Psychological trauma from the perspective of medical history: from Paracelsus to Freud

2009 
Psychological traumatisation, as we understand it today, was—in terms of the history of ideas—anticipated by various approaches which have had a lasting impact on modern psychiatry, psychotherapy, and psychosomatic medicine. On the one hand, there is the traditional concept of possession and exorcism with its impressive psychodynamics. On the other hand, there is the theory of the imagination, of an illusion in the sense of a pathogenic infection. Especially the pathological teachings of Paracelsus (sixteenth century) and Johann Baptist van Helmont (seventeenth century)—the latter having advanced the former’s alchemist approach—demonstrate the extent to which demonological, parasitological, and psychological ideas were amalgamated in their “ontological” notion of a disease. Only the introduction of hypnotism in the middle of the nineteenth century made possible a psychological or psychodynamic understanding of psychological trauma in the modern sense.

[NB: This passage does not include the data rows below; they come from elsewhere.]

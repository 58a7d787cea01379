use thiserror::Error;

use crate::types::{
    ConfigError, ContextError, PolicyError, PositionError, RegistryError, ScopeError, ValueError,
};

/// Unified error type covering scopes, contexts, registries and I/O.
///
/// Returned by convenience methods like
/// [`ActivityRegistry::from_json()`](crate::ActivityRegistry::from_json).
#[derive(Debug, Error)]
pub enum DataAppError {
    #[error(transparent)]
    Scope(#[from] ScopeError),

    #[error(transparent)]
    Context(#[from] ContextError),

    #[error(transparent)]
    Registry(#[from] RegistryError),

    #[error(transparent)]
    Config(#[from] ConfigError),

    #[error(transparent)]
    Value(#[from] ValueError),

    #[error(transparent)]
    Position(#[from] PositionError),

    #[error(transparent)]
    Policy(#[from] PolicyError),

    #[error(transparent)]
    Json(#[from] serde_json::Error),

    #[error(transparent)]
    Io(#[from] std::io::Error),

    #[cfg(feature = "binary-cache")]
    #[error(transparent)]
    Serialize(#[from] crate::serial::SerializeError),

    #[cfg(feature = "binary-cache")]
    #[error(transparent)]
    Deserialize(#[from] crate::serial::DeserializeError),
}

#[cfg(test)]
mod tests {
    use super::*;

    #[test]
    fn wraps_transparently() {
        let err: DataAppError = ContextError::UnknownModule {
            name: "Tags".into(),
        }
        .into();
        assert_eq!(err.to_string(), "unknown context module 'Tags'");

        let json = serde_json::from_str::<serde_json::Value>("{").unwrap_err();
        assert!(matches!(DataAppError::from(json), DataAppError::Json(_)));
    }
}
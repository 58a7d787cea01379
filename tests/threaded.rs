use std::sync::Arc;
use std::thread;

use dataapp::policy::{GrantAll, TagConstraint};
use dataapp::{
    parse_data_app, ActivityRegistry, ExecutionContext, FailureKind, InputScope, Instance,
    Invocation, PolicyInputScope, Sandbox, TypeIdentifier, TAGS_MODULE,
};

fn text(s: &str) -> Instance {
    Instance::new(TypeIdentifier::core("Text"), s)
}

fn print(s: &str) -> Invocation {
    Invocation::new("core.PrintToConsole", InputScope::new().with("text", text(s)))
}

#[test]
fn invocations_across_threads() {
    let sandbox = Arc::new(Sandbox::new(
        Arc::new(ActivityRegistry::with_core_activities()),
        ExecutionContext::with_defaults(),
    ));
    sandbox
        .context()
        .set_tags(TAGS_MODULE, ["DEBUG"])
        .unwrap();

    let deny_debug =
        PolicyInputScope::new().with("tag", Instance::new(TypeIdentifier::core("Tag"), "DEBUG"));

    let mut handles = vec![];

    // Thread 1: pass-through policy -> success
    let sb = Arc::clone(&sandbox);
    handles.push(thread::spawn(move || {
        sb.call_activity(&print("one").with_policy(Arc::new(GrantAll), PolicyInputScope::new()))
            .is_success()
    }));

    // Thread 2: DEBUG is active -> rejected
    let sb = Arc::clone(&sandbox);
    let input = deny_debug.clone();
    handles.push(thread::spawn(move || {
        let report = sb.call_activity(&print("two").with_policy(Arc::new(TagConstraint::deny()), input));
        report.outcome().map_err(|f| f.kind) == Err(FailureKind::PreconditionRejected)
    }));

    // Thread 3: unknown activity -> not resolved
    let sb = Arc::clone(&sandbox);
    handles.push(thread::spawn(move || {
        let report = sb.call_activity(&Invocation::new("acme.Missing", InputScope::new()));
        report.outcome().is_err()
    }));

    // Thread 4: no policies -> printing needs no capability
    let sb = Arc::clone(&sandbox);
    handles.push(thread::spawn(move || sb.call_activity(&print("four")).is_success()));

    let results: Vec<bool> = handles.into_iter().map(|h| h.join().unwrap()).collect();
    assert_eq!(results, [true, true, true, true]);
}

#[test]
fn context_updates_are_seen_by_later_snapshots() {
    let context = ExecutionContext::with_defaults();
    let writer = context.clone();
    thread::spawn(move || writer.set_tags(TAGS_MODULE, ["PRODUCTION"]).unwrap())
        .join()
        .unwrap();
    assert!(context.snapshot().contains("TagsContextModule.PRODUCTION"));
}

#[test]
fn parsing_in_parallel() {
    let source = Arc::new(String::from(
        "app { name = Parallel; }\ncode {\n    x = core.ReadFile(path);\n    return x;\n}\n",
    ));
    let handles: Vec<_> = (0..4)
        .map(|i| {
            let source = Arc::clone(&source);
            thread::spawn(move || {
                let result = parse_data_app(&format!("t{i}.dapp"), &source);
                (result.is_ok(), result.ast.len())
            })
        })
        .collect();
    let results: Vec<_> = handles.into_iter().map(|h| h.join().unwrap()).collect();
    assert!(results.iter().all(|(ok, _)| *ok));
    assert!(results.windows(2).all(|w| w[0].1 == w[1].1));
}
impl ContextSnapshot {
    /// Look up a module, following alias mappings.
    ///
    /// # Errors
    ///
    /// [`ContextError::UnknownModule`] if no module is registered under the
    /// (mapped) name.
    pub fn module(&self, name: &str) -> Result<&Module, ContextError> {
        self.state.module(name)
    }

    /// Resolve a `Module.entity` path.
    ///
    /// # Errors
    ///
    /// [`ContextError::InvalidPath`], or a missing module or entity.
    pub fn resolve(&self, path: &str) -> Result<&Entity, ContextError> {
        let (module, key) = path
            .split_once('.')
            .filter(|(m, k)| !m.is_empty() && !k.is_empty())
            .ok_or_else(|| ContextError::InvalidPath {
                path: path.to_owned(),
            })?;
        self.module(module)?.entity(key)
    }

    /// Whether `Module.entity` resolves.
    #[must_use]
    pub fn contains(&self, path: &str) -> bool {
        self.resolve(path).is_ok()
    }
}
//! Fail-closed policy evaluation and permission aggregation.

use std::any::Any;
use std::panic::{catch_unwind, AssertUnwindSafe};

use tracing::{debug, warn};

use crate::policy::{EvaluationEnv, Policy};
use crate::types::{
    Decision, EvaluationCondition, MatchOutcome, PermissionType, PolicyError, PolicyInputScope,
    RequiredPermission,
};

pub(crate) fn panic_message(payload: &(dyn Any + Send)) -> String {
    if let Some(s) = payload.downcast_ref::<&str>() {
        (*s).to_owned()
    } else if let Some(s) = payload.downcast_ref::<String>() {
        s.clone()
    } else {
        "unknown panic".to_owned()
    }
}

fn guarded<T>(f: impl FnOnce() -> Result<T, PolicyError>) -> Result<T, PolicyError> {
    catch_unwind(AssertUnwindSafe(f))
        .unwrap_or_else(|payload| Err(PolicyError::Panicked(panic_message(payload.as_ref()))))
}

/// Run a policy's precondition. Errors and panics count as rejection.
#[must_use]
pub fn accept_precondition(
    policy: &dyn Policy,
    input: &PolicyInputScope,
    env: &EvaluationEnv<'_>,
) -> bool {
    match guarded(|| policy.precondition(input, env)) {
        Ok(accepted) => {
            debug!(policy = policy.identifier(), accepted, "precondition evaluated");
            accepted
        }
        Err(e) => {
            warn!(policy = policy.identifier(), error = %e, "precondition failed closed");
            false
        }
    }
}

/// Collect a policy's intervention. Errors and panics yield a single
/// condition forbidding every capability.
#[must_use]
pub fn evaluate_security_manager_intervention(
    policy: &dyn Policy,
    input: &PolicyInputScope,
    env: &EvaluationEnv<'_>,
) -> Vec<EvaluationCondition> {
    match guarded(|| policy.intervention(input, env)) {
        Ok(conditions) => conditions,
        Err(e) => {
            warn!(policy = policy.identifier(), error = %e, "intervention failed closed");
            vec![EvaluationCondition::deny_all()]
        }
    }
}

/// Run a policy's postcondition. Errors and panics count as rejection.
#[must_use]
pub fn accept_postcondition(
    policy: &dyn Policy,
    input: &PolicyInputScope,
    env: &EvaluationEnv<'_>,
) -> bool {
    match guarded(|| policy.postcondition(input, env)) {
        Ok(accepted) => {
            debug!(policy = policy.identifier(), accepted, "postcondition evaluated");
            accepted
        }
        Err(e) => {
            warn!(policy = policy.identifier(), error = %e, "postcondition failed closed");
            false
        }
    }
}

/// Decide one request against the union of all granted conditions.
///
/// `GrantAll` requests are always denied. Any matching forbid denies;
/// otherwise one matching grant allows; with no match the request is denied.
#[must_use]
pub fn authorize(conditions: &[EvaluationCondition], request: &RequiredPermission) -> Decision {
    if request.permission == PermissionType::GrantAll {
        return Decision::Deny;
    }

    let mut granted = false;
    for condition in conditions {
        match condition.evaluate(request) {
            MatchOutcome::Forbid => {
                debug!(%request, %condition, "forbidden");
                return Decision::Deny;
            }
            MatchOutcome::Grant => granted = true,
            MatchOutcome::NoMatch => {}
        }
    }

    if granted {
        Decision::Allow
    } else {
        debug!(%request, "no condition grants the request");
        Decision::Deny
    }
}
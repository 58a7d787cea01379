use dataapp::{EvaluationCondition, MatchingStrategy, PermissionType, RequiredPermission};
use proptest::prelude::*;

// --- Fixed schema ---
// permissions : the file capabilities plus one URL capability
// attributes  : a small set of overlapping paths so matches are common

pub const PATHS: &[&str] = &[
    "/data",
    "/data/a",
    "/data/a/b.txt",
    "/data/../etc/passwd",
    "/etc",
    "/etc/passwd",
    "<<ALL_FILES>>",
];

const PERMISSIONS: &[PermissionType] = &[
    PermissionType::ReadFile,
    PermissionType::WriteFile,
    PermissionType::ExecuteFile,
    PermissionType::DeleteFile,
    PermissionType::UrlGet,
];

const STRATEGIES: &[MatchingStrategy] = &[
    MatchingStrategy::ExactMatch,
    MatchingStrategy::Wildcard,
    MatchingStrategy::PathExactMatch,
    MatchingStrategy::PathSubdir,
];

pub fn arb_permission() -> impl Strategy<Value = PermissionType> {
    prop::sample::select(PERMISSIONS)
}

/// A request for one of the schema paths.
pub fn arb_request() -> impl Strategy<Value = RequiredPermission> {
    (arb_permission(), prop::sample::select(&PATHS[..PATHS.len() - 1]))
        .prop_map(|(permission, path)| RequiredPermission::new(permission, path))
}

/// A grant or forbid on a schema path; occasionally a blanket condition.
pub fn arb_condition() -> impl Strategy<Value = EvaluationCondition> {
    prop_oneof![
        8 => (
            arb_permission(),
            prop::sample::select(PATHS),
            prop::sample::select(STRATEGIES),
            any::<bool>(),
        )
            .prop_map(|(permission, path, strategy, negated)| {
                EvaluationCondition::new(permission, path, strategy, negated)
            }),
        1 => Just(EvaluationCondition::grant_all()),
        1 => Just(EvaluationCondition::deny_all()),
    ]
}

pub fn arb_conditions() -> impl Strategy<Value = Vec<EvaluationCondition>> {
    prop::collection::vec(arb_condition(), 0..8)
}

// --- Data App source ---

const NAMES: &[&str] = &["a", "b", "content", "path", "_tmp1"];
const ACTIVITIES: &[&str] = &["core.ReadFile", "core.PrintToConsole", "acme.geo.Locate", "Split"];

fn arb_name() -> impl Strategy<Value = String> {
    prop::sample::select(NAMES).prop_map(str::to_owned)
}

fn arb_expression() -> impl Strategy<Value = String> {
    prop_oneof![
        arb_name(),
        (arb_name(), arb_name()).prop_map(|(t, f)| format!("{t}.{f}")),
        (0_i64..1000).prop_map(|n| n.to_string()),
        "[a-z ]{0,6}".prop_map(|s| format!("\"{s}\"")),
        any::<bool>().prop_map(|b| b.to_string()),
    ]
}

fn arb_condition_text() -> impl Strategy<Value = String> {
    let comparison = (
        arb_expression(),
        prop::sample::select(&["==", "!=", "<", "<=", ">", ">="][..]),
        arb_expression(),
    )
        .prop_map(|(l, op, r)| format!("{l} {op} {r}"));
    comparison.prop_recursive(2, 8, 2, |inner| {
        prop_oneof![
            (inner.clone(), inner.clone()).prop_map(|(a, b)| format!("{a} && {b}")),
            (inner.clone(), inner.clone()).prop_map(|(a, b)| format!("({a}) || {b}")),
            inner.prop_map(|c| format!("!({c})")),
        ]
    })
}

fn arb_simple_statement() -> impl Strategy<Value = String> {
    prop_oneof![
        (
            prop::collection::vec(arb_name(), 0..3),
            prop::sample::select(ACTIVITIES),
            prop::collection::vec(arb_expression(), 0..3),
        )
            .prop_map(|(outputs, activity, inputs)| {
                let call = format!("{activity}({});", inputs.join(", "));
                if outputs.is_empty() {
                    call
                } else {
                    format!("{} = {call}", outputs.join(", "))
                }
            }),
        (arb_name(), prop::sample::select(&["core.Text", "core.UnsignedInt", "acme.Geo"][..]))
            .prop_map(|(name, ty)| format!("{name} = {ty} {{ value(1), label(\"x\") }};")),
        prop::collection::vec(arb_expression(), 0..3)
            .prop_map(|values| format!("return {};", values.join(", "))),
    ]
}

fn arb_statement() -> impl Strategy<Value = String> {
    prop_oneof![
        3 => arb_simple_statement(),
        1 => (
            arb_condition_text(),
            prop::collection::vec(arb_simple_statement(), 0..3),
            prop::option::of(prop::collection::vec(arb_simple_statement(), 0..2)),
        )
            .prop_map(|(condition, body, otherwise)| {
                let mut text = format!("if ({condition}) {{\n{}\n}}", body.join("\n"));
                if let Some(otherwise) = otherwise {
                    text.push_str(&format!(" else {{ {} }}", otherwise.join(" ")));
                }
                text
            }),
    ]
}

/// Syntactically valid Data App source.
pub fn arb_data_app() -> impl Strategy<Value = String> {
    (
        prop::collection::vec((arb_name(), "[A-Za-z0-9]{1,6}"), 0..3),
        prop::collection::vec(arb_statement(), 0..6),
    )
        .prop_map(|(config, statements)| {
            let mut text = String::new();
            if !config.is_empty() {
                // distinct keys, so duplicates never produce errors
                let entries: Vec<String> = config
                    .iter()
                    .enumerate()
                    .map(|(i, (k, v))| format!("    {k}{i} = \"{v}\";"))
                    .collect();
                text.push_str(&format!("app {{\n{}\n}}\n", entries.join("\n")));
            }
            text.push_str("// generated\ncode {\n");
            for statement in statements {
                text.push_str("    ");
                text.push_str(&statement);
                text.push('\n');
            }
            text.push_str("}\n");
            text
        })
}

// --- Deeply nested source ---

/// A block whose single condition nests negations, parentheses, calls or
/// blocks far beyond any realistic program.
pub fn arb_deep_nesting() -> impl Strategy<Value = String> {
    (0_u8..5, 1_000_usize..20_000).prop_map(|(shape, depth)| match shape {
        0 => format!("{{ if ({}a) {{ }} }}", "!".repeat(depth)),
        1 => format!("{{ if ({}a{}) {{ }} }}", "(".repeat(depth), ")".repeat(depth)),
        2 => format!("{{ if ({}a{}) {{ }} }}", "!(".repeat(depth), ")".repeat(depth)),
        3 => format!("{{ {}{} }}", "if (a) { ".repeat(depth), "} ".repeat(depth)),
        _ => format!("{{ x = f({}a{}); }}", "f(".repeat(depth), ")".repeat(depth)),
    })
}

Hypnotism was striving to strictly dissociate from the magical and natural philosophical speculations of mesmerism and its theory was quite compatible with the model representations of scientific medicine. Sigmund Freud was able to tie in his ideas of hysteria and neurosis with this concept and especially to define repression of (infantile) sexuality as the cause of a culturally ineluctable psychological trauma. Finally, a brief survey of medical history is given to explore artificial trauma as a healing factor.